Carney complex is a rare genetic disorder characterized by multiple benign tumors (multiple neoplasia) most often affecting the heart, skin and endocrine system and abnormalities in skin coloring (pigment) resulting in a spotty appearance to the skin of affected areas. Benign tumors of connective tissue (myxomas) are common in individuals with Carney complex and, most often, are found in the heart where they can potentially cause serious, life-threatening complications including stroke, valvular obstruction or heart failure. A wide variety of endocrine abnormalities potentially can occur in the Carney complex affecting a variety of glands. Additional tumors include myxomas affecting the skin and nerve sheath tumors (schwannomas). Skin pigment abnormalities include tiny flat (freckle-like) black or brown spots (multiple lentigines) and small, blue or bluish-black spots (blue nevi). The specific symptoms and severity of the Carney complex can vary greatly from one person to another. In many cases, the Carney complex is due to mutations of the PRKAR1A gene. The mutation can occur randomly for no apparent reason (i.e., new mutation) or be inherited as an autosomal dominant trait.

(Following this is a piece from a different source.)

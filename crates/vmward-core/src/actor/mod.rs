//! Actor implementations

pub mod machine;

pub use machine::{MachineActor, MachineActorArgs};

The Carney complex is a different disorder from the Carney triad. Carney triad encompasses three types of tumors: a gastric stromal sarcoma; functioning extra-adrenal paragangliomas; and pulmonary chondromas. Although these two disorders are completely unrelated, both have sometimes been referred to as Carney syndrome, causing confusion. This report deals solely with the Carney complex.
Normally, every cell has 2 copies of each gene: 1 inherited from the mother and 1 inherited from the father. Carney complex follows an autosomal dominant inheritance pattern, in which a mutation happens in only 1 copy of the gene. This means that a parent with a gene mutation may pass along a copy of their normal gene or a copy of the gene with the mutation. Therefore, a child who has a parent with a mutation has a 50% chance of inheriting that mutation. A brother, sister, or parent of a person who has a mutation also has a 50% chance of having the same mutation. However, if the parents test negative for the mutation (meaning each person’s test results found no mutation), the risk to the siblings significantly decreases but their risk may still be higher than an average risk.
Options exist for people interested in having a child when a prospective parent carries a gene mutation that increases the risk for this hereditary cancer syndrome. Preimplantation genetic diagnosis (PGD) is a medical procedure done in conjunction with in-vitro fertilization (IVF). It allows people who carry a specific known genetic mutation to reduce the likelihood that their children will inherit the condition. A woman’s eggs are removed and fertilized in a laboratory. When the embryos reach a certain size, 1 cell is removed and is tested for the hereditary condition in question. The parents can then choose to transfer embryos which do not have the mutation. PGD has been in use for over 2 decades and has been used for several hereditary cancer predisposition syndromes. However, this is a complex procedure with financial, physical, and emotional factors to consider before starting.